# Mexican Restaurants in Dubai



## xpatusa (May 8, 2010)

One of the earlier threads got kinda off topic when the subject of Mexican Food came into play. (it's THAT good!)
So I figured I'd roll out with a new thread.
*Anybody eaten at a GOOD Mexican restaurant here in Dubai?*

_At this point I'd even settle for "decent"_


----------



## Andy Capp (Oct 5, 2008)

I told you the other night, Maria Bonitas Taco shop in Jumeriah 2, same road as the big spinneys, keep heading towards the sea from SZR, the margaritas are to die for - just bring a small bottle of tequila - and be discreet!


----------



## Gavtek (Aug 23, 2009)

Immediately thought about Maria Bonita when I saw the topic title, don't think you'll get better in Dubai. They've got a place at Green Community too.


----------



## Elphaba (Jan 24, 2008)

Andy Capp said:


> I told you the other night, Maria Bonitas Taco shop in Jumeriah 2, same road as the big spinneys, keep heading towards the sea from SZR, the margaritas are to die for - just bring a small bottle of tequila - and be discreet!


Umm Al Sheif Street, between Jumeirah 3 and Umm Sequim 1. 

I don't rate it personally.
-


----------



## Seabee (Jul 15, 2010)

I agree Elphaba, it's a fun place but the food has nothing to do with Mexico.


----------



## Jynxgirl (Nov 27, 2009)

Have been to a number of suggested places at this point, and its all just watered down mexican food. Don't expect great and you wont be as disappointed. Just expect a meal out and about to chat with some friends over. Nothing more, nothing less.


----------



## Andy Capp (Oct 5, 2008)

Call Maria Bonitas in advance and ask them for some seafood ceviche (for example) give them a few days notice as to what you want and they'll deliver (so to speak). Trust me on this.

But don't foirget the tequila!


----------



## tounzz (Jul 10, 2010)

Never been at Maria Bonitas but always heard about it and it's recommended by most of friends / colleagues!

should try it!


----------



## mo6891 (Jul 27, 2010)

Hands Down.... best fast food Mexican would be BAJA FRESH (dubai mall)
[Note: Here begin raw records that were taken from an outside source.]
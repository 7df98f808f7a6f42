// Copyright (c) 2019 Georg Brandl.  Licensed under the Apache License,
// Version 2.0 <LICENSE-APACHE or http://www.apache.org/licenses/LICENSE-2.0>
// or the MIT license <LICENSE-MIT or http://opensource.org/licenses/MIT>, at
// your option. This file may not be copied, modified, or distributed except
// according to those terms.

use ngcvm::{Command, Dialect, ErrorKind, GCodeParser, IgnorePolicy, Machine, ParserConfig,
            Renderer, Token, TokenData};

fn parse_all(config: ParserConfig, src: &str) -> (Vec<Token>, Option<u32>) {
    let mut machine = Machine::new();
    let mut parser = GCodeParser::new(&mut machine, config);
    for line in src.lines() {
        parser.parse(line).unwrap();
    }
    let tokens = parser.into_tokens();
    (tokens, machine.inferred_precision())
}

fn render(src: &str) -> String {
    let (tokens, precision) = parse_all(ParserConfig::default(), src);
    Renderer::new(&Machine::new()).with_precision(precision).render_program(&tokens)
}

fn error_kind(config: ParserConfig, src: &str) -> ErrorKind {
    let mut machine = Machine::new();
    let mut parser = GCodeParser::new(&mut machine, config);
    let mut lines = src.lines().peekable();
    while let Some(line) = lines.next() {
        let result = parser.parse(line);
        if lines.peek().is_none() {
            return result.unwrap_err().kind;
        }
        result.unwrap();
    }
    panic!("no lines given");
}

#[test]
fn test_parse() {
    let src = r#"; Try to exercise the syntax.
G21 G90 f100 (set up)
/G1 X1 0(a)(b) Y2.5(a);rest
n10 G0 Z[1+2]
#1=5 #<de pth>=-1.5
G1 X#1 Z#<depth>
G2 X15 Y2.5 I5 J0
"#;

    let rendered = r#"(Trytoexercisethesyntax.)
(setup)F100G21G90
(a)(b)(a)(rest)G1X10Y2.5
G0Z3
G1X5Z-1.5
G2X15Y2.5I5J0
"#;

    assert_eq!(render(src), rendered);
    // rendering is a fixed point
    assert_eq!(render(rendered), rendered);
}

#[test]
fn test_line_numbers() {
    let mut machine = Machine::new();
    let mut parser = GCodeParser::new(&mut machine, ParserConfig::default());
    parser.parse("G0 X1").unwrap();
    parser.parse("").unwrap();
    let block = parser.parse("G0 Y1").unwrap();
    assert_eq!(block.line, 3);
    assert_eq!(parser.tokens()[1].line, 3);
    let err = parser.parse("G0 G1 X1").unwrap_err();
    assert_eq!(err.line, 4);
    assert_eq!(err.key(), "ParserModalGrpError");
    assert!(err.message(Dialect::Grbl).starts_with("error:21 - "));
    assert!(!err.message(Dialect::LinuxCnc).starts_with("error:"));
}

#[test]
fn test_modal_conflict() {
    let cfg = ParserConfig::default;
    assert_eq!(error_kind(cfg(), "G0 G1 X1"), ErrorKind::ParserModalGrpError);
    assert_eq!(error_kind(cfg(), "G90 G91"), ErrorKind::ParserModalGrpError);
    assert_eq!(error_kind(cfg(), "G20 G21"), ErrorKind::ParserModalGrpError);
    assert_eq!(error_kind(cfg(), "M3 M4"), ErrorKind::ParserModalGrpError);
    assert_eq!(error_kind(cfg(), "M7 M9"), ErrorKind::ParserModalGrpError);
    assert_eq!(error_kind(cfg(), "M100 M101"), ErrorKind::ParserModalGrpError);
    assert_eq!(error_kind(cfg(), "G10 L20 P1 X0 G92 Y0"), ErrorKind::ParserModalGrpError);
    assert_eq!(error_kind(cfg(), "G0 X1 G92 Y2"), ErrorKind::ParserAxisError);
}

#[test]
fn test_word_repeat() {
    assert_eq!(error_kind(ParserConfig::default(), "G0 X1 X2"), ErrorKind::ParserWordRepeated);
    assert_eq!(error_kind(ParserConfig::default(), "F1 F2"), ErrorKind::ParserWordRepeated);
}

#[test]
fn test_invalid() {
    for snippet in &[
        "$",            // invalid characters
        "GG",           // missing values
        "O10",          // O-words are unsupported
        "(",            // unclosed comments
        "G[TEST[x]]",   // invalid function
        "#1.2=5",       // fractional parameter number
        "#1=EXISTS[5]", // invalid EXISTS argument
        "#1",           // assignment without value
        "G1.25",        // too many decimals
        "G12",          // unknown code
        "G80 X1",       // axis words without motion
        "G1 X1",        // no feed rate
        "G2 X1 Y1 F100", // neither center nor radius
        "G4",           // dwell without time
        "M61",          // set tool without number
        "G43.1",        // dynamic offset without axes
    ] {
        let mut machine = Machine::new();
        let mut parser = GCodeParser::new(&mut machine, ParserConfig::default());
        assert!(parser.parse(snippet).is_err(), "{} parsed", snippet);
        assert!(parser.tokens().is_empty());
    }
}

#[test]
fn test_block_atomicity() {
    let mut machine = Machine::new();
    let mut parser = GCodeParser::new(&mut machine, ParserConfig::default());
    parser.parse("G0 X1").unwrap();
    assert!(parser.parse("G91 G0 X5 G2").is_err());
    // the G91 was rolled back
    parser.parse("G0 X2").unwrap();
    assert_eq!(parser.machine().position()[0], 2.);
    // parameter assignments stay
    assert!(parser.parse("#1=7 G0 G1").is_err());
    parser.parse("G0 X#1").unwrap();
    assert_eq!(parser.machine().position()[0], 7.);
}

#[test]
fn test_units_idempotence() {
    let src = "G20\nG0 X1.5 Y-0.25\nG21\nG0 X10\n";
    assert_eq!(render(src), src.replace(' ', ""));
    assert_eq!(render(&render(src)), render(src));

    let (tokens, _) = parse_all(ParserConfig::default(), "G20 G0 X1");
    assert_eq!(tokens[1].command, Command::G0);
    assert_eq!(tokens[1].axes().unwrap().get(0), Some(25.4));
}

#[test]
fn test_precision() {
    // inferred from the first X word, at least the unit default
    assert_eq!(render("G0 X1.12345 Y1.123456789\n"), "G0X1.12345Y1.12346\n");
    assert_eq!(render("G0 X1.5 Y1.123456789\n"), "G0X1.5Y1.123\n");
}

#[test]
fn test_order_of_execution() {
    let (tokens, _) = parse_all(ParserConfig::new(Dialect::LinuxCnc),
                                "M30 G1 X1 F200 S1000 T2 M3 M8 G4 P1 G17 G54 G64 Q0.01 (c)");
    let commands: Vec<_> = tokens.iter().map(|t| t.command).collect();
    assert_eq!(commands, [
        Command::Comment, Command::Feedrate, Command::SpindleRpm, Command::ToolSelect,
        Command::M3, Command::M8, Command::G4, Command::G17, Command::G54, Command::G64,
        Command::G1, Command::M30,
    ]);
    assert_eq!(tokens[6].data, TokenData::Dwell(1.));
    assert_eq!(tokens[9].data, TokenData::PathBlend { p: None, q: Some(0.01) });
}

#[test]
fn test_dialects() {
    assert_eq!(error_kind(ParserConfig::new(Dialect::Grbl), "G5 I1 J1 P1 Q1 X1 Y1 F1"),
               ErrorKind::ParserUnsupportedCmd);
    assert_eq!(error_kind(ParserConfig::default(), "G64"), ErrorKind::ParserUnsupportedCmd);
    assert_eq!(error_kind(ParserConfig::new(Dialect::LinuxCnc), "G51 P2"),
               ErrorKind::ParserUnsupportedCmd);
    assert_eq!(error_kind(ParserConfig::new(Dialect::Grbl), "G10 L1 P1 Z1"),
               ErrorKind::ParserUnsupportedCmd);
    let (tokens, _) = parse_all(ParserConfig::new(Dialect::LinuxCnc), "G10 L1 P1 Z1 R2");
    assert_eq!(tokens.len(), 1);
}

#[test]
fn test_strip_policies() {
    let config = ParserConfig { ignore_m6: IgnorePolicy::Strip, ..Default::default() };
    let mut machine = Machine::new();
    let mut parser = GCodeParser::new(&mut machine, config);
    let block = parser.parse("T1 M6").unwrap();
    assert_eq!(block.spliced_code(), "T1");
    assert_eq!(parser.tokens().len(), 1);
    assert_eq!(parser.tokens()[0].command, Command::ToolSelect);

    let config = ParserConfig { ignore_m8: IgnorePolicy::Prompt, ..Default::default() };
    let mut machine = Machine::new();
    let mut asked = Vec::new();
    let mut parser = GCodeParser::new(&mut machine, config)
        .with_prompt(|code: &str, line: usize| { asked.push((code.to_string(), line)); false });
    parser.parse("M8").unwrap();
    assert_eq!(parser.tokens()[0].command, Command::M8);
    drop(parser);
    assert_eq!(asked, [("M8".to_string(), 1)]);
}

#[test]
fn test_block_delete() {
    let config = ParserConfig { block_delete: true, ..Default::default() };
    let mut machine = Machine::new();
    let mut parser = GCodeParser::new(&mut machine, config);
    assert!(parser.parse("/G0 X1").unwrap().skipped);
    assert!(parser.parse("%").unwrap().skipped);
    assert!(parser.tokens().is_empty());
    parser.parse("G0 X1").unwrap();
    assert_eq!(parser.tokens().len(), 1);
}

#[test]
fn test_canned_cycle_words() {
    let (tokens, _) = parse_all(ParserConfig::default(),
                                "G0 Z5\nG81 X1 Y1 Z-2 R1 F100\nX2\nG82 X3 Z-3 P0.5\nG80");
    match &tokens[2].data {
        TokenData::Drill { axes, r, l, .. } => {
            assert_eq!(axes.get(2), Some(-2.));
            assert_eq!(*r, 1.);
            assert_eq!(*l, 1);
        }
        other => panic!("unexpected {:?}", other),
    }
    // sticky Z and R
    match &tokens[3].data {
        TokenData::Drill { axes, r, .. } => {
            assert_eq!(axes.get(0), Some(2.));
            assert_eq!(axes.get(2), Some(-2.));
            assert_eq!(*r, 1.);
        }
        other => panic!("unexpected {:?}", other),
    }
    assert_eq!(tokens[4].command, Command::G82);
    assert_eq!(tokens[5].command, Command::G80);
    assert_eq!(error_kind(ParserConfig::default(), "G82 X1 Z-1 R1 F10"),
               ErrorKind::CycleWordMissing);
    assert_eq!(error_kind(ParserConfig::default(), "G83 X1 Z-1 R1 Q0 F10"),
               ErrorKind::CycleWordInvalid);
}

#[test]
fn test_arc_errors() {
    let cfg = ParserConfig::default;
    assert_eq!(error_kind(cfg(), "G2 X1 Y1 I1 K1 F10"), ErrorKind::ParserArcError);
    assert_eq!(error_kind(cfg(), "G2 X1 Y1 I1 R1 F10"), ErrorKind::ParserArcError);
    assert_eq!(error_kind(cfg(), "G2 Z1 R1 F10"), ErrorKind::ParserArcError);
    assert_eq!(error_kind(cfg(), "G18\nG5 X1 Y1 I1 J1 P1 Q1 F10"), ErrorKind::ParserPlaneError);
    assert_eq!(error_kind(cfg(), "G17\nG76 P1 Z-10 I-1 J0.1 K1"), ErrorKind::ParserPlaneError);
}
sit down restaurant - on the border (dubai marina) as well as mai tai (madinat jumeirah)


----------



## Elphaba (Jan 24, 2008)

You'll also get reasonable Mexican style food in Loca, Dubai Marine Resort, in Jumeirah.

-


----------



## Andy Capp (Oct 5, 2008)

Elphaba said:


> You'll also get reasonable Mexican style food in Loca, Dubai Marine Resort, in Jumeirah.
> 
> -


It's awfully expensive for what it is though Elphy, although they do have tables with your own beer tap on them...


----------



## Elphaba (Jan 24, 2008)

It's not cheap, but also not expensive by general Dubai standards 

-


----------



## shinny_girl (Apr 4, 2008)

I jumped in to say Maria Bonitalane:...then I found that everybody else has already mentioned it!!!


----------